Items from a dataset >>
=== Section Start ===

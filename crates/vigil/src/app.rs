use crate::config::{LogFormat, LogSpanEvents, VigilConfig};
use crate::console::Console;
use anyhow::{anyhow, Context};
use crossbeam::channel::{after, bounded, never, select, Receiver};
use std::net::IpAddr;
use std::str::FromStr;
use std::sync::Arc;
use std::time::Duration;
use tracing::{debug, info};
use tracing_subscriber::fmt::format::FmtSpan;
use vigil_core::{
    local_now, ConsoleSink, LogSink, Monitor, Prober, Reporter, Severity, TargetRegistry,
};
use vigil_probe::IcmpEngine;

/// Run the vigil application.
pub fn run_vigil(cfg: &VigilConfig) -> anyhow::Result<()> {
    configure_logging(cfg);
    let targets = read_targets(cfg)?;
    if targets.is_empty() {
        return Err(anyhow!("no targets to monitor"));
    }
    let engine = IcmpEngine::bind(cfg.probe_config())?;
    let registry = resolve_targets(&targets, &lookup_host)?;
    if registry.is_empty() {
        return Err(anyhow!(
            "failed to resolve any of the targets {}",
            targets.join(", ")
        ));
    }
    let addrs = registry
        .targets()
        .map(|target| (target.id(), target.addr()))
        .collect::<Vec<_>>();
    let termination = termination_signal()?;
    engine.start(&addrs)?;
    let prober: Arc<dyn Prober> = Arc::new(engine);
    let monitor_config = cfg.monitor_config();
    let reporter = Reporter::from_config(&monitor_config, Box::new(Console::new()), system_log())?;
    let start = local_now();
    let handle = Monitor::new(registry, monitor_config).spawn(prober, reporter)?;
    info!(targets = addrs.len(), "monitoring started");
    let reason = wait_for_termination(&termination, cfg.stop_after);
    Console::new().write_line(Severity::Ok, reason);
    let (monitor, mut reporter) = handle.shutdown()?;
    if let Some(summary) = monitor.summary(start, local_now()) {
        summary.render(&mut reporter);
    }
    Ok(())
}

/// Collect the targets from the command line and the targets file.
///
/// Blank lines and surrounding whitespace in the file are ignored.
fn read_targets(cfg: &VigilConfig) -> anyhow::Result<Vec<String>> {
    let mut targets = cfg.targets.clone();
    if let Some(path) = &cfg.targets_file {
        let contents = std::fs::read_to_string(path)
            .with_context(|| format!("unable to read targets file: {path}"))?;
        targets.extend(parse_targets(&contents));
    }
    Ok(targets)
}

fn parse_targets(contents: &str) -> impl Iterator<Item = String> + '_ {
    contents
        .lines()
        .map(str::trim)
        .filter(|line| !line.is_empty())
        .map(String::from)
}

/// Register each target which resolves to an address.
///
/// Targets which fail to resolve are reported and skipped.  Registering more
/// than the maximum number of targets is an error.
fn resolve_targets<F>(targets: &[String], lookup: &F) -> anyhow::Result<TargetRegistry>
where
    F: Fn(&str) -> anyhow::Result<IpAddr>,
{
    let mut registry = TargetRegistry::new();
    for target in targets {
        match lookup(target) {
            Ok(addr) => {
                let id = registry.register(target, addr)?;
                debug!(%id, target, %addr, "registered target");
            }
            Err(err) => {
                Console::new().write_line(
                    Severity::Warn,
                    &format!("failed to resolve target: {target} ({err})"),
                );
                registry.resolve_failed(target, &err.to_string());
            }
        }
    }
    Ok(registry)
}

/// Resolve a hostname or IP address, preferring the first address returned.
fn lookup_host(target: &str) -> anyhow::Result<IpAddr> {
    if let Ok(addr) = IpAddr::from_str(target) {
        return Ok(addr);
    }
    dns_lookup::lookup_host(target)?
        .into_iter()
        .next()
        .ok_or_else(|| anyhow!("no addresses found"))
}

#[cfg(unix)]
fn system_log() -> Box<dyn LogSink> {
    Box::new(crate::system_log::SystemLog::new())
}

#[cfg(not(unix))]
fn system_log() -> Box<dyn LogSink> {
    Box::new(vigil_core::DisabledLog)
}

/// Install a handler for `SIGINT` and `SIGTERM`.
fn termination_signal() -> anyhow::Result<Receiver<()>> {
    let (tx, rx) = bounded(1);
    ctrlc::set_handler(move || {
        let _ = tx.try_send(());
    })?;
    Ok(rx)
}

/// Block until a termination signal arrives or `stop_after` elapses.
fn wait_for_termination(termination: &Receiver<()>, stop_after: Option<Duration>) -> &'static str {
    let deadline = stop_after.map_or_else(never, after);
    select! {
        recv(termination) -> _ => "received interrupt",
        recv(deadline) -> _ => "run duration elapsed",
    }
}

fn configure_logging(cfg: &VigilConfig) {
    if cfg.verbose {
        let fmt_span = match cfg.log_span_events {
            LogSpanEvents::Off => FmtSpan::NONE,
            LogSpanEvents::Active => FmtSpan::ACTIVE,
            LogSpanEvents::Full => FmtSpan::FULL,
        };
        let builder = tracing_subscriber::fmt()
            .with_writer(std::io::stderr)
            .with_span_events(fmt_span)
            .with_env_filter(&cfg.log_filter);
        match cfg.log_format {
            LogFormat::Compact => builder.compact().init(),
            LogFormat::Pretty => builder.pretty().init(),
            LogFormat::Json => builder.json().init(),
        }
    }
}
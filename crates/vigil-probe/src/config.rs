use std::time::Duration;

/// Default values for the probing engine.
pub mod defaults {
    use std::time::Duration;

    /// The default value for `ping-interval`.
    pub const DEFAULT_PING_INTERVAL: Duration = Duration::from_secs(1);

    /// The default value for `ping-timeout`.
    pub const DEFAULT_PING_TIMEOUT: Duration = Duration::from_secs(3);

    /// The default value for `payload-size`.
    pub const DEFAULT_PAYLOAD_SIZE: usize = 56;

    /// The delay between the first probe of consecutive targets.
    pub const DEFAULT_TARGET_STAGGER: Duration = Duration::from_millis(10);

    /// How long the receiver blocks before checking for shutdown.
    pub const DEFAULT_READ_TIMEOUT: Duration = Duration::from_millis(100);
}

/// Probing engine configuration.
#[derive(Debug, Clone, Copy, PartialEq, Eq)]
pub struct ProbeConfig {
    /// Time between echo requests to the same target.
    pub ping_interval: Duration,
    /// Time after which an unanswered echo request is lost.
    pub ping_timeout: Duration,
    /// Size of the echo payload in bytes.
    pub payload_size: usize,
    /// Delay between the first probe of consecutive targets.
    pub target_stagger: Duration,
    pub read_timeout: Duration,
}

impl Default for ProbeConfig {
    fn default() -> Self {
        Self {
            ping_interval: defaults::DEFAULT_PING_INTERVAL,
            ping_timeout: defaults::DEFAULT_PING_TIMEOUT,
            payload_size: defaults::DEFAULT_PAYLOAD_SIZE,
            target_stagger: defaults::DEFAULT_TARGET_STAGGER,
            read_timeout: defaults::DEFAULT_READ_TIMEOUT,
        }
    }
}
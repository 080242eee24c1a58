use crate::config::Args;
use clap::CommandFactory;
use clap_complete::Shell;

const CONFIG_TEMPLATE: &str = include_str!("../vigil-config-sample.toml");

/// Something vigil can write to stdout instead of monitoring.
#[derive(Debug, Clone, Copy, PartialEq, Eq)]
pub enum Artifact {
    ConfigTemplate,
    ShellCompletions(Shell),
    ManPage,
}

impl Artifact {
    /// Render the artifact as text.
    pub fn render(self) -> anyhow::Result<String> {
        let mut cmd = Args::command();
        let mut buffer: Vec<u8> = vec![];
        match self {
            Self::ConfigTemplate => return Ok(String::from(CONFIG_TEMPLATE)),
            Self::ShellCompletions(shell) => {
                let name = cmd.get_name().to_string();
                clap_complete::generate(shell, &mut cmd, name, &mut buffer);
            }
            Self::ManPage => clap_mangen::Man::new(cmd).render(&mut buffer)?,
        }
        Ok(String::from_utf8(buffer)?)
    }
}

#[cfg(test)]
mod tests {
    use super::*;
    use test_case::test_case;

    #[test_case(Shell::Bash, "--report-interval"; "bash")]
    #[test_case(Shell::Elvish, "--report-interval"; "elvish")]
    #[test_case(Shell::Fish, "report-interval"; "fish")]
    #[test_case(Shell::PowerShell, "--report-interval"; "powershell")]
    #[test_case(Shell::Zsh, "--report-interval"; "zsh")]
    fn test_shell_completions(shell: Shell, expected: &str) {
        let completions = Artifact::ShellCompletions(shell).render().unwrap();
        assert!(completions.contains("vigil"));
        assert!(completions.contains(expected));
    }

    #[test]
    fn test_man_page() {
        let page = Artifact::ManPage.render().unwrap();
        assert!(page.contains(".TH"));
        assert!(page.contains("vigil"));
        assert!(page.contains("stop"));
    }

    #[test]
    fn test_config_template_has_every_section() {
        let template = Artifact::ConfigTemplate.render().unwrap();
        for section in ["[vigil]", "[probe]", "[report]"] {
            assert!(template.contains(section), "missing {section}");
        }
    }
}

=== Section End ===

Work to be completed >> The records are above. How many lines in them contain the word "defaults"? Give the number alone.

Answer section >> 6